“Haverá um dia, meu belo, um dia em que este passado retornará. E neste futuro você já saberá, melhor do que ninguém, como os ecos do passado são caprichosos em suas artimanhas. Você sentirá a presença no vento antes mesmo que as coisas aconteçam.”

“Eu odeio você, dançarino, com todas as forças do meu coração envelhecido. Mas sinceramente peço para o Sonhar que você esteja preparado; pois quando este passado retornar, você já não será mais este jovem tolo e solitário… e terá algo a perder.”

Algo dito em tempos tão distantes agora, repentinamente, assombrava seus pensamentos. Sim, ele sentia no vento os sinais, os estranhos sinais que o Sonhar lhe mandava. As coisas iriam mudar… e quão tolo ele fora em debochar das palavras da velha tutora, em sua juventude. Talvez teria agora mais respostas, se tivesse a sabedoria de formular as perguntas no tempo certo.

Angie dormia na cama menor ao lado, de boca aberta, e tinha esquecido de limpar a maquiagem colorida dos olhos. E aquela já era a segunda noite em que ele não dormia. Em momentos fugazes e quase imperceptíveis, as névoas do Sonhar desapareciam de partes do caminho à sua frente, e ele conseguia ver apenas o suficiente para ter ainda mais perguntas. Não imaginava que, depois de tanto tempo, os Ventos ainda lhe traria estes sussurros – mas talvez fosse justamente esta a lição que ele precisava relembrar.

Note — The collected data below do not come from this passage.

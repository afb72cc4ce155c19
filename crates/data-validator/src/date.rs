//! Calendar date parsing

use crate::error::ValidationError;
use chrono::{DateTime, NaiveDate, NaiveDateTime};

const DATE_FORMATS: &[&str] = &["%Y-%m-%d", "%Y/%m/%d"];

const DATETIME_FORMATS: &[&str] = &[
    "%Y-%m-%d %H:%M:%S",
    "%Y-%m-%d %H:%M:%S%.f",
    "%Y-%m-%dT%H:%M:%S",
    "%Y-%m-%dT%H:%M:%S%.f",
    "%Y-%m-%d %H:%M",
    "%Y-%m-%dT%H:%M",
];

/// Parse a record date into a timestamp.
///
/// Plain dates resolve to midnight. Offset-qualified timestamps keep their
/// wall-clock time; the offset is dropped, not applied.
pub fn parse_date(raw: &str) -> Result<NaiveDateTime, ValidationError> {
    let s = raw.trim();

    for fmt in DATE_FORMATS {
        if let Ok(date) = NaiveDate::parse_from_str(s, fmt) {
            if let Some(ts) = date.and_hms_opt(0, 0, 0) {
                return Ok(ts);
            }
        }
    }

    for fmt in DATETIME_FORMATS {
        if let Ok(ts) = NaiveDateTime::parse_from_str(s, fmt) {
            return Ok(ts);
        }
    }

    DateTime::parse_from_rfc3339(s)
        .map(|dt| dt.naive_local())
        .map_err(|_| ValidationError::InvalidDate(raw.to_string()))
}
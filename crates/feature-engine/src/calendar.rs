//! Calendar decomposition

use chrono::{Datelike, NaiveDateTime, Weekday};

/// Calendar features for one timestamp
#[derive(Debug, Clone, Copy, PartialEq, Eq)]
pub struct CalendarFeatures {
    /// 0 = Monday .. 6 = Sunday
    pub day_of_week: u32,
    pub is_weekend: bool,
    /// ISO 8601 week number
    pub week_of_year: u32,
    pub month: u32,
    pub quarter: u32,
}

impl CalendarFeatures {
    pub fn from_timestamp(ts: &NaiveDateTime) -> Self {
        let weekday = ts.weekday();
        let month = ts.month();
        Self {
            day_of_week: weekday.num_days_from_monday(),
            is_weekend: matches!(weekday, Weekday::Sat | Weekday::Sun),
            week_of_year: ts.iso_week().week(),
            month,
            quarter: (month - 1) / 3 + 1,
        }
    }
}

#[cfg(test)]
mod tests {
    use super::*;
    use chrono::NaiveDate;

    fn ts(y: i32, m: u32, d: u32) -> NaiveDateTime {
        NaiveDate::from_ymd_opt(y, m, d)
            .and_then(|date| date.and_hms_opt(0, 0, 0))
            .unwrap()
    }

    #[test]
    fn test_monday() {
        let cal = CalendarFeatures::from_timestamp(&ts(2024, 1, 8));
        assert_eq!(cal.day_of_week, 0);
        assert!(!cal.is_weekend);
        assert_eq!(cal.week_of_year, 2);
        assert_eq!(cal.month, 1);
        assert_eq!(cal.quarter, 1);
    }

    #[test]
    fn test_weekend() {
        let sat = CalendarFeatures::from_timestamp(&ts(2024, 1, 13));
        let sun = CalendarFeatures::from_timestamp(&ts(2024, 1, 14));
        assert_eq!((sat.day_of_week, sun.day_of_week), (5, 6));
        assert!(sat.is_weekend && sun.is_weekend);
    }

    #[test]
    fn test_iso_week_at_year_boundary() {
        // 2021-01-03 is a Sunday still in ISO week 53 of 2020
        assert_eq!(CalendarFeatures::from_timestamp(&ts(2021, 1, 3)).week_of_year, 53);
        // 2024-12-30 is a Monday already in ISO week 1 of 2025
        assert_eq!(CalendarFeatures::from_timestamp(&ts(2024, 12, 30)).week_of_year, 1);
    }

    #[test]
    fn test_quarters() {
        let quarters: Vec<u32> = (1..=12)
            .map(|m| CalendarFeatures::from_timestamp(&ts(2024, m, 1)).quarter)
            .collect();
        assert_eq!(quarters, vec![1, 1, 1, 2, 2, 2, 3, 3, 3, 4, 4, 4]);
    }
}
//! Prediction Route

use axum::{extract::State, Json};
use inference_engine::AdmissionsPrediction;
use serde_json::{Map, Value};
use std::sync::Arc;

use crate::error::ApiError;
use crate::AppState;

/// Predict admissions for one flat JSON record
pub async fn predict(
    State(state): State<Arc<AppState>>,
    Json(payload): Json<Map<String, Value>>,
) -> Result<Json<AdmissionsPrediction>, ApiError> {
    let prediction = state.service.predict(&payload)?;
    Ok(Json(prediction))
}
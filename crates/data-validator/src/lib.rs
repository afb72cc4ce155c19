//! Data Validation
//!
//! Turns loosely typed JSON payloads into validated admissions records.

mod date;
mod error;
mod record;

pub use date::parse_date;
pub use error::ValidationError;
pub use record::{fields, RawRecord, Scalar};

Se sentia sereno, apesar de tudo, pois não havia o que fazer agora além de esperar o caminho se abrir com seus passos. Angie se virou na cama, ficando de bruços e espalhando as pernas para fora dos lençóis de uma maneira desajeitada e cômica. Ele sorriu com um pesar de dor no coração – nunca havia entendido o que teria a perder. Agora entendia.

Levantou-se com suavidade, pegando um copo de água. Em sua onda de pensamentos, de repente se sentiu tomado por estranhas lembranças – Mhia, Varian, Almerian e, com um suspiro pontuando o momento, Melodia… olhou com saudosa tristeza para o discreto anel em sua mão esquerda. Com passos silenciosos, ele deixou as lembranças partirem com a mesma velocidade em que surgiram, e foi até a janela observar a noite.

O hotel onde estavam em sua rápida passagem ficava na beira da estrada de entrada para a pequena cidade. Em frente à janela, via um bosque que marcava o começo de uma colina, levando a uma montanha. A luz da lua cheia e das estrelas brilhantes iluminava o quarto e toda a região, mas por algum motivo estranho o bosque permanecia obscuro, como se não fosse afetado pela luz prateada. Sentiu um leve arrepio dentro de si ao olhar para aquelas árvores. Muito acontecera ali, e algo aconteceria em breve. E já não estaria ali para testemunhar.

Uma brisa suave invadiu o quarto, e Stardancer fechou os olhos, tentando entender os sussurros. Sim… era aquela a hora. Abriu os olhos e observou a silhueta do pássaro, se aproximando ao longe em um vôo gracioso.

Era quase como um corvo, mas sua penugem era anormalmente brilhante, e um pequeno tufo de penas em cor azul-real desenhava uma linha em uma de suas asas. Pousou com leveza na janela sem emitir nenhum som, e o encarou nos olhos profundamente. Ele retribuiu o olhar à quimera, tentando desvendá-la, e viu o que queria – e então, sorriu amplamente, pois já sabia quem a enviara.

A quimera também compreendeu que tinha encontrado quem buscava, e com um movimento estendeu a pequena pata, retirando com o bico um tubinho prateado do tamanho de uma pílula de remédio e entregando-a para Stardancer. O pássaro agitou as asas, e a linha azulada em suas penas negras se destacou sob a luz da lua. Partiu em um vôo silencioso em direção à lua.

Ele a observou por alguns segundos e depois agitou o tubo preateado nos dedos, abrindo o encantamento, e puxou uma carta escrita em pergaminho velho – um suave cheiro de maresia e chás orientais o atingiu de imediato.

“Ouro verdadeiro, um amigo jamais esquece:
Lealdade, peças pregadas, a alma aquece,
Das cantorias e a música entoada,
A habilidade memorável na cozinha improvisada!

Saudações, amigo meu, irmão eterno!
Com o mar e os ventos viajo sem terno,
Sempre comigo carrego as lembranças!
Que saiba agora, não parei as andanças!

Velhos caquéticos coloridos e brilhantes,
Cantando canções sobre quimeras errantes…
Repeti e afirmei, que nos veríamos novamente
À luz da taverna nas terras do sol poente!

Voltam os sinais dos tempos antigos,
As vozes dos reis, plebeus e mendigos,
Não se atrase! É esta a hora!
Um brinde o aguarda na velha senhora.”